[Collected data]
use crate::message::MessageError;
use base64::{engine::general_purpose::STANDARD, Engine as _};
use serde::{Deserialize, Serialize};

/// One self-contained encrypted, signed and timestamped message.
///
/// Binary fields are always non-empty; an `Envelope` that exists has passed
/// that check, whether it was built locally or decoded from JSON.
#[derive(Debug, Clone, PartialEq, Eq, Serialize, Deserialize)]
#[serde(try_from = "EnvelopeRecord", into = "EnvelopeRecord")]
pub struct Envelope {
    wrapped_key: Vec<u8>,
    nonce: Vec<u8>,
    ciphertext: Vec<u8>,
    tag: Vec<u8>,
    signature: Vec<u8>,
    timestamp: u64,
}

impl Envelope {
    pub fn new(
        wrapped_key: Vec<u8>,
        nonce: Vec<u8>,
        ciphertext: Vec<u8>,
        tag: Vec<u8>,
        signature: Vec<u8>,
        timestamp: u64,
    ) -> Result<Self, MessageError> {
        let fields: [(&str, &[u8]); 5] = [
            ("enc_aes_key", wrapped_key.as_slice()),
            ("nonce", nonce.as_slice()),
            ("ciphertext", ciphertext.as_slice()),
            ("tag", tag.as_slice()),
            ("signature", signature.as_slice()),
        ];

        if let Some((name, _)) = fields.iter().find(|(_, value)| value.is_empty()) {
            return Err(MessageError::Encoding(format!("field {} is empty", name)));
        }

        Ok(Self {
            wrapped_key,
            nonce,
            ciphertext,
            tag,
            signature,
            timestamp,
        })
    }

    /// 被接收者公钥包裹的对称密钥
    pub fn wrapped_key(&self) -> &[u8] {
        &self.wrapped_key
    }

    pub fn nonce(&self) -> &[u8] {
        &self.nonce
    }

    pub fn ciphertext(&self) -> &[u8] {
        &self.ciphertext
    }

    pub fn tag(&self) -> &[u8] {
        &self.tag
    }

    pub fn signature(&self) -> &[u8] {
        &self.signature
    }

    /// 发送方生成消息时的 Unix 时间（秒）
    pub fn timestamp(&self) -> u64 {
        self.timestamp
    }

    /// 序列化为 JSON 线格式
    pub fn to_json(&self) -> Result<String, MessageError> {
        serde_json::to_string_pretty(self).map_err(|e| MessageError::Encoding(e.to_string()))
    }

    /// 从 JSON 线格式解析
    pub fn from_json(json: &str) -> Result<Self, MessageError> {
        serde_json::from_str(json).map_err(|e| MessageError::Encoding(e.to_string()))
    }
}

/// Wire representation: binary fields as standard base64 strings.
#[derive(Debug, Serialize, Deserialize)]
struct EnvelopeRecord {
    enc_aes_key: String,
    nonce: String,
    ciphertext: String,
    tag: String,
    signature: String,
    timestamp: u64,
}

fn decode_field(name: &str, value: &str) -> Result<Vec<u8>, MessageError> {
    STANDARD
        .decode(value)
        .map_err(|e| MessageError::Encoding(format!("field {}: {}", name, e)))
}

impl TryFrom<EnvelopeRecord> for Envelope {
    type Error = MessageError;

    fn try_from(record: EnvelopeRecord) -> Result<Self, Self::Error> {
        Envelope::new(
            decode_field("enc_aes_key", &record.enc_aes_key)?,
            decode_field("nonce", &record.nonce)?,
            decode_field("ciphertext", &record.ciphertext)?,
            decode_field("tag", &record.tag)?,
            decode_field("signature", &record.signature)?,
            record.timestamp,
        )
    }
}

impl From<Envelope> for EnvelopeRecord {
    fn from(envelope: Envelope) -> Self {
        Self {
            enc_aes_key: STANDARD.encode(&envelope.wrapped_key),
            nonce: STANDARD.encode(&envelope.nonce),
            ciphertext: STANDARD.encode(&envelope.ciphertext),
            tag: STANDARD.encode(&envelope.tag),
            signature: STANDARD.encode(&envelope.signature),
            timestamp: envelope.timestamp,
        }
    }
}

#[cfg(test)]
mod tests {
    use super::*;

    fn sample() -> Envelope {
        Envelope::new(
            vec![1; 64],
            vec![2; 12],
            b"hello".to_vec(),
            vec![3; 16],
            vec![4; 64],
            1_700_000_000,
        )
        .unwrap()
    }

    #[test]
    fn test_wire_field_names() {
        let json = sample().to_json().unwrap();
        let value: serde_json::Value = serde_json::from_str(&json).unwrap();

        for field in ["enc_aes_key", "nonce", "ciphertext", "tag", "signature"] {
            assert!(value[field].is_string(), "missing {}", field);
        }
        assert_eq!(value["ciphertext"], "aGVsbG8=");
        assert_eq!(value["timestamp"], 1_700_000_000u64);
    }

    #[test]
    fn test_json_round_trip() {
        let envelope = sample();
        let decoded = Envelope::from_json(&envelope.to_json().unwrap()).unwrap();
        assert_eq!(decoded, envelope);
    }

    #[test]
    fn test_empty_field_rejected() {
        let result = Envelope::new(vec![1], vec![], vec![1], vec![1], vec![1], 0);
        assert!(matches!(result, Err(MessageError::Encoding(ref reason)) if reason.contains("nonce")));

        let json = r#"{"enc_aes_key":"AQ==","nonce":"AQ==","ciphertext":"","tag":"AQ==","signature":"AQ==","timestamp":1}"#;
        assert!(matches!(Envelope::from_json(json), Err(MessageError::Encoding(_))));
    }

    #[test]
    fn test_bad_base64_and_missing_fields() {
        let json = r#"{"enc_aes_key":"@@@","nonce":"AQ==","ciphertext":"AQ==","tag":"AQ==","signature":"AQ==","timestamp":1}"#;
        assert!(matches!(Envelope::from_json(json), Err(MessageError::Encoding(_))));

        let json = r#"{"nonce":"AQ==","ciphertext":"AQ==","tag":"AQ==","signature":"AQ==","timestamp":1}"#;
        assert!(matches!(Envelope::from_json(json), Err(MessageError::Encoding(_))));

        let json = r#"{"enc_aes_key":"AQ==","nonce":"AQ==","ciphertext":"AQ==","tag":"AQ==","signature":"AQ==","timestamp":-5}"#;
        assert!(Envelope::from_json(json).is_err());
    }
}
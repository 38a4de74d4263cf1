use crate::crypto::KeyPair;
use crate::identity::{KeyHalf, KeyId, Role};
use crate::storage::{write_atomic, write_private, StorageError};
use log::info;
use std::collections::HashMap;
use std::path::{Path, PathBuf};
use std::sync::RwLock;

/// Key material accessor: raw key bytes for one half of a role's key pair.
pub trait KeyStore: Send + Sync {
    /// Fails with [`StorageError::KeyNotFound`] when the key is absent.
    fn load_key(&self, role: &Role, half: KeyHalf) -> Result<Vec<u8>, StorageError>;
}

/// 文件密钥存储：`<keys_dir>/<role>_<half>.key`
#[derive(Debug, Clone)]
pub struct FileKeyStore {
    dir: PathBuf,
}

impl FileKeyStore {
    pub fn new(dir: impl AsRef<Path>) -> Self {
        Self {
            dir: dir.as_ref().to_path_buf(),
        }
    }

    pub fn dir(&self) -> &Path {
        &self.dir
    }

    /// 密钥文件路径
    pub fn key_path(&self, key_id: &KeyId) -> PathBuf {
        self.dir.join(format!("{}.key", key_id))
    }

    /// 检查角色的密钥对是否齐全
    pub fn has_keypair(&self, role: &Role) -> bool {
        self.key_path(&KeyId::public(role)).exists() && self.key_path(&KeyId::private(role)).exists()
    }

    /// 为角色生成新的密钥对并覆盖旧文件，返回公钥字节
    pub fn generate(&self, role: &Role) -> Result<Vec<u8>, StorageError> {
        let keypair = KeyPair::generate().map_err(|e| StorageError::KeyGenerationFailed(e.to_string()))?;

        let private_path = self.key_path(&KeyId::private(role));
        write_private(&private_path, &keypair.secret.to_bytes())?;

        let public_bytes = keypair.public.to_bytes();
        write_atomic(&self.key_path(&KeyId::public(role)), &public_bytes)?;

        info!("Generated key pair for {}", role);
        Ok(public_bytes)
    }

    /// 密钥对缺失时才生成，返回是否新生成
    pub fn ensure_keypair(&self, role: &Role) -> Result<bool, StorageError> {
        if self.has_keypair(role) {
            return Ok(false);
        }

        self.generate(role)?;
        Ok(true)
    }
}

impl KeyStore for FileKeyStore {
    fn load_key(&self, role: &Role, half: KeyHalf) -> Result<Vec<u8>, StorageError> {
        let key_id = KeyId::new(role.clone(), half);
        let path = self.key_path(&key_id);

        match std::fs::read(&path) {
            Ok(bytes) => Ok(bytes),
            Err(e) if e.kind() == std::io::ErrorKind::NotFound => Err(StorageError::KeyNotFound(key_id.to_string())),
            Err(e) => Err(e.into()),
        }
    }
}

/// 内存密钥存储
#[derive(Debug, Default)]
pub struct MemoryKeyStore {
    keys: RwLock<HashMap<KeyId, Vec<u8>>>,
}

impl MemoryKeyStore {
    pub fn new() -> Self {
        Self::default()
    }

    /// 放入一个角色的完整密钥对
    pub fn insert_keypair(&self, role: &Role, keypair: &KeyPair) {
        self.insert(KeyId::public(role), keypair.public.to_bytes());
        self.insert(KeyId::private(role), keypair.secret.to_bytes());
    }

    pub fn insert(&self, key_id: KeyId, bytes: Vec<u8>) {
        if let Ok(mut keys) = self.keys.write() {
            keys.insert(key_id, bytes);
        }
    }

    /// 生成并放入一个新的密钥对
    pub fn generate(&self, role: &Role) -> Result<KeyPair, StorageError> {
        let keypair = KeyPair::generate().map_err(|e| StorageError::KeyGenerationFailed(e.to_string()))?;
        self.insert_keypair(role, &keypair);
        Ok(keypair)
    }
}

impl KeyStore for MemoryKeyStore {
    fn load_key(&self, role: &Role, half: KeyHalf) -> Result<Vec<u8>, StorageError> {
        let key_id = KeyId::new(role.clone(), half);
        let keys = self
            .keys
            .read()
            .map_err(|_| StorageError::LockError("key store lock poisoned".to_string()))?;

        keys.get(&key_id)
            .cloned()
            .ok_or_else(|| StorageError::KeyNotFound(key_id.to_string()))
    }
}
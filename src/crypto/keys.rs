use ed25519_dalek::{PublicKey as EdPublicKey, SecretKey as EdSecretKey};
use rand::RngCore;
use std::fmt;
use thiserror::Error;
use x25519_dalek::{PublicKey as X25519PublicKey, StaticSecret};

/// 曲线密钥长度（Ed25519 / X25519 均为 32 字节）
pub const ASYMMETRIC_KEY_LEN: usize = 32;

/// 序列化后的公钥 / 私钥长度：签名密钥 + 加密密钥
pub const ENCODED_KEY_LEN: usize = 2 * ASYMMETRIC_KEY_LEN;

#[derive(Error, Debug, Clone, PartialEq, Eq)]
pub enum KeyError {
    #[error("Key generation failed: {0}")]
    GenerationFailed(String),

    #[error("Invalid key length: expected {expected} bytes, got {actual}")]
    InvalidLength { expected: usize, actual: usize },

    #[error("Invalid key material: {0}")]
    InvalidKey(String),
}

/// Represents a public key in the SecureBox system.
#[derive(Clone)]
pub struct PublicKey {
    /// Ed25519 public key for signature verification
    signing_key: EdPublicKey,

    /// X25519 public key for key transport
    encryption_key: X25519PublicKey,
}

impl PublicKey {
    /// Creates a new PublicKey from raw components
    pub fn new(signing_key: EdPublicKey, encryption_key: X25519PublicKey) -> Self {
        Self {
            signing_key,
            encryption_key,
        }
    }

    /// Returns the signing key
    pub fn signing_key(&self) -> &EdPublicKey {
        &self.signing_key
    }

    /// Returns the encryption key
    pub fn encryption_key(&self) -> &X25519PublicKey {
        &self.encryption_key
    }

    /// Converts the public key to bytes for storage or transmission
    pub fn to_bytes(&self) -> Vec<u8> {
        let mut buffer = Vec::with_capacity(ENCODED_KEY_LEN);
        buffer.extend_from_slice(self.signing_key.as_bytes());
        buffer.extend_from_slice(self.encryption_key.as_bytes());
        buffer
    }

    /// Creates a public key from bytes
    pub fn from_bytes(bytes: &[u8]) -> Result<Self, KeyError> {
        let (signing_bytes, encryption_bytes) = split_encoded(bytes)?;

        // Ed25519 公钥必须是合法的曲线点
        let signing_key = EdPublicKey::from_bytes(signing_bytes)
            .map_err(|e| KeyError::InvalidKey(e.to_string()))?;
        let encryption_key = X25519PublicKey::from(encryption_bytes);

        Ok(Self {
            signing_key,
            encryption_key,
        })
    }
}

impl fmt::Debug for PublicKey {
    fn fmt(&self, f: &mut fmt::Formatter<'_>) -> fmt::Result {
        write!(f, "PublicKey({}...)", hex::encode(&self.signing_key.as_bytes()[0..4]))
    }
}

impl PartialEq for PublicKey {
    fn eq(&self, other: &Self) -> bool {
        self.signing_key.as_bytes() == other.signing_key.as_bytes()
            && self.encryption_key.as_bytes() == other.encryption_key.as_bytes()
    }
}

impl Eq for PublicKey {}

/// Represents a secret key in the SecureBox system.
pub struct SecretKey {
    /// Ed25519 secret key for signing
    signing_key: EdSecretKey,

    /// X25519 secret key for key transport
    encryption_key: StaticSecret,
}

impl SecretKey {
    /// Creates a new SecretKey from raw components
    pub fn new(signing_key: EdSecretKey, encryption_key: StaticSecret) -> Self {
        Self {
            signing_key,
            encryption_key,
        }
    }

    /// Returns the signing key
    pub fn signing_key(&self) -> &EdSecretKey {
        &self.signing_key
    }

    /// Returns the encryption key
    pub fn encryption_key(&self) -> &StaticSecret {
        &self.encryption_key
    }

    /// Derives the matching public key
    pub fn public_key(&self) -> PublicKey {
        PublicKey::new(
            EdPublicKey::from(&self.signing_key),
            X25519PublicKey::from(&self.encryption_key),
        )
    }

    /// Converts the secret key to bytes for storage
    pub fn to_bytes(&self) -> Vec<u8> {
        let mut buffer = Vec::with_capacity(ENCODED_KEY_LEN);
        buffer.extend_from_slice(self.signing_key.as_bytes());
        buffer.extend_from_slice(&self.encryption_key.to_bytes());
        buffer
    }

    /// Creates a secret key from bytes
    pub fn from_bytes(bytes: &[u8]) -> Result<Self, KeyError> {
        let (signing_bytes, encryption_bytes) = split_encoded(bytes)?;

        let signing_key = EdSecretKey::from_bytes(signing_bytes)
            .map_err(|e| KeyError::InvalidKey(e.to_string()))?;
        let encryption_key = StaticSecret::from(encryption_bytes);

        Ok(Self {
            signing_key,
            encryption_key,
        })
    }
}

impl fmt::Debug for SecretKey {
    fn fmt(&self, f: &mut fmt::Formatter<'_>) -> fmt::Result {
        write!(f, "SecretKey {{ <redacted> }}")
    }
}

/// Represents a key pair (public and secret keys) in the SecureBox system.
#[derive(Debug)]
pub struct KeyPair {
    pub public: PublicKey,
    pub secret: SecretKey,
}

impl KeyPair {
    /// Generates a new random key pair
    pub fn generate() -> Result<Self, KeyError> {
        let mut rng = rand::thread_rng();

        // 签名密钥和加密密钥使用相互独立的随机种子
        let mut signing_seed = [0u8; ASYMMETRIC_KEY_LEN];
        rng.try_fill_bytes(&mut signing_seed)
            .map_err(|e| KeyError::GenerationFailed(e.to_string()))?;
        let mut encryption_seed = [0u8; ASYMMETRIC_KEY_LEN];
        rng.try_fill_bytes(&mut encryption_seed)
            .map_err(|e| KeyError::GenerationFailed(e.to_string()))?;

        let signing_key = EdSecretKey::from_bytes(&signing_seed)
            .map_err(|e| KeyError::GenerationFailed(e.to_string()))?;
        let encryption_key = StaticSecret::from(encryption_seed);

        Ok(Self::from_secret(SecretKey::new(signing_key, encryption_key)))
    }

    /// Creates a key pair from existing secret key
    pub fn from_secret(secret: SecretKey) -> Self {
        Self {
            public: secret.public_key(),
            secret,
        }
    }
}

/// 把 64 字节拆成签名部分和加密部分
fn split_encoded(bytes: &[u8]) -> Result<(&[u8], [u8; ASYMMETRIC_KEY_LEN]), KeyError> {
    if bytes.len() != ENCODED_KEY_LEN {
        return Err(KeyError::InvalidLength {
            expected: ENCODED_KEY_LEN,
            actual: bytes.len(),
        });
    }

    let (signing, encryption) = bytes.split_at(ASYMMETRIC_KEY_LEN);
    let mut encryption_bytes = [0u8; ASYMMETRIC_KEY_LEN];
    encryption_bytes.copy_from_slice(encryption);

    Ok((signing, encryption_bytes))
}
use crate::storage::{NonceStore, StorageError};
use crate::utils::TimeSource;
use base64::{engine::general_purpose::STANDARD, Engine as _};
use log::debug;
use std::sync::Arc;

/// Outcome of [`NonceLedger::check_and_record`].
#[derive(Debug, Clone, Copy, PartialEq, Eq)]
pub enum LedgerDecision {
    /// 首次出现，已记录
    Accepted,
    /// 窗口内已出现过
    Rejected,
}

/// Replay ledger over recently seen nonces.
///
/// Entries older than the expiry window are dropped lazily at the start of
/// each check. The check-then-insert runs inside a single
/// [`NonceStore::transact`] call, so two callers sharing a backing store
/// can never both accept the same nonce.
#[derive(Clone)]
pub struct NonceLedger {
    store: Arc<dyn NonceStore>,
    window_secs: u64,
    clock: Arc<dyn TimeSource>,
}

impl NonceLedger {
    pub fn new(store: Arc<dyn NonceStore>, window_secs: u64, clock: Arc<dyn TimeSource>) -> Self {
        Self {
            store,
            window_secs,
            clock,
        }
    }

    /// 原子地检查并记录 nonce
    pub fn check_and_record(&self, nonce: &[u8]) -> Result<LedgerDecision, StorageError> {
        let key = STANDARD.encode(nonce);
        let now = self.clock.now();
        let window = self.window_secs;

        let accepted = self.store.transact(&mut |entries| {
            let before = entries.len();
            entries.retain(|_, seen_at| now.saturating_sub(*seen_at) <= window);

            if entries.len() != before {
                debug!("Pruned {} expired nonces", before - entries.len());
            }

            if entries.contains_key(&key) {
                return false;
            }

            entries.insert(key.clone(), now);
            true
        })?;

        Ok(if accepted {
            LedgerDecision::Accepted
        } else {
            LedgerDecision::Rejected
        })
    }
}

impl std::fmt::Debug for NonceLedger {
    fn fmt(&self, f: &mut std::fmt::Formatter<'_>) -> std::fmt::Result {
        f.debug_struct("NonceLedger")
            .field("window_secs", &self.window_secs)
            .finish_non_exhaustive()
    }
}
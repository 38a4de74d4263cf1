use crate::crypto::{KeyError, PublicKey, SecretKey};
use ed25519_dalek::{ExpandedSecretKey, Signature, Verifier};
use thiserror::Error;

/// Ed25519 签名长度
pub const SIGNATURE_LEN: usize = 64;

#[derive(Error, Debug, Clone, PartialEq, Eq)]
pub enum SignatureError {
    #[error("Invalid key: {0}")]
    InvalidKey(#[from] KeyError),

    #[error("Verification failed: {0}")]
    VerificationFailed(String),
}

/// 计算消息摘要（SHA-256）
pub fn hash_message(message: &[u8]) -> Vec<u8> {
    let digest = ring::digest::digest(&ring::digest::SHA256, message);
    digest.as_ref().to_vec()
}

/// 对消息摘要签名
pub fn sign(sender_priv: &[u8], message: &[u8]) -> Result<Vec<u8>, SignatureError> {
    let secret_key = SecretKey::from_bytes(sender_priv)?;
    let signing_key = secret_key.signing_key();

    let expanded_key = ExpandedSecretKey::from(signing_key);
    let public_key = ed25519_dalek::PublicKey::from(signing_key);

    let digest = hash_message(message);
    Ok(expanded_key.sign(&digest, &public_key).to_bytes().to_vec())
}

/// 用公钥验证签名
pub fn verify(sender_pub: &[u8], message: &[u8], signature: &[u8]) -> Result<(), SignatureError> {
    let public_key = PublicKey::from_bytes(sender_pub)?;

    if signature.len() != SIGNATURE_LEN {
        return Err(SignatureError::VerificationFailed("Invalid signature length".to_string()));
    }

    let signature = Signature::try_from(signature)
        .map_err(|e| SignatureError::VerificationFailed(e.to_string()))?;

    let digest = hash_message(message);
    public_key
        .signing_key()
        .verify(&digest, &signature)
        .map_err(|_| SignatureError::VerificationFailed("Signature mismatch".to_string()))
}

PROBLEM DETAILS: In the data above, find the line with "self.signing_key.as_bytes() == other.signing_key.as_bytes()" and the line with "secret key from bytes". Retype both, plus every line between them, exactly.

RESULT OF THIS TASK:
        self.signing_key.as_bytes() == other.signing_key.as_bytes()
            && self.encryption_key.as_bytes() == other.encryption_key.as_bytes()
    }
}

impl Eq for PublicKey {}

/// Represents a secret key in the SecureBox system.
pub struct SecretKey {
    /// Ed25519 secret key for signing
    signing_key: EdSecretKey,

    /// X25519 secret key for key transport
    encryption_key: StaticSecret,
}

impl SecretKey {
    /// Creates a new SecretKey from raw components
    pub fn new(signing_key: EdSecretKey, encryption_key: StaticSecret) -> Self {
        Self {
            signing_key,
            encryption_key,
        }
    }

    /// Returns the signing key
    pub fn signing_key(&self) -> &EdSecretKey {
        &self.signing_key
    }

    /// Returns the encryption key
    pub fn encryption_key(&self) -> &StaticSecret {
        &self.encryption_key
    }

    /// Derives the matching public key
    pub fn public_key(&self) -> PublicKey {
        PublicKey::new(
            EdPublicKey::from(&self.signing_key),
            X25519PublicKey::from(&self.encryption_key),
        )
    }

    /// Converts the secret key to bytes for storage
    pub fn to_bytes(&self) -> Vec<u8> {
        let mut buffer = Vec::with_capacity(ENCODED_KEY_LEN);
        buffer.extend_from_slice(self.signing_key.as_bytes());
        buffer.extend_from_slice(&self.encryption_key.to_bytes());
        buffer
    }

    /// Creates a secret key from bytes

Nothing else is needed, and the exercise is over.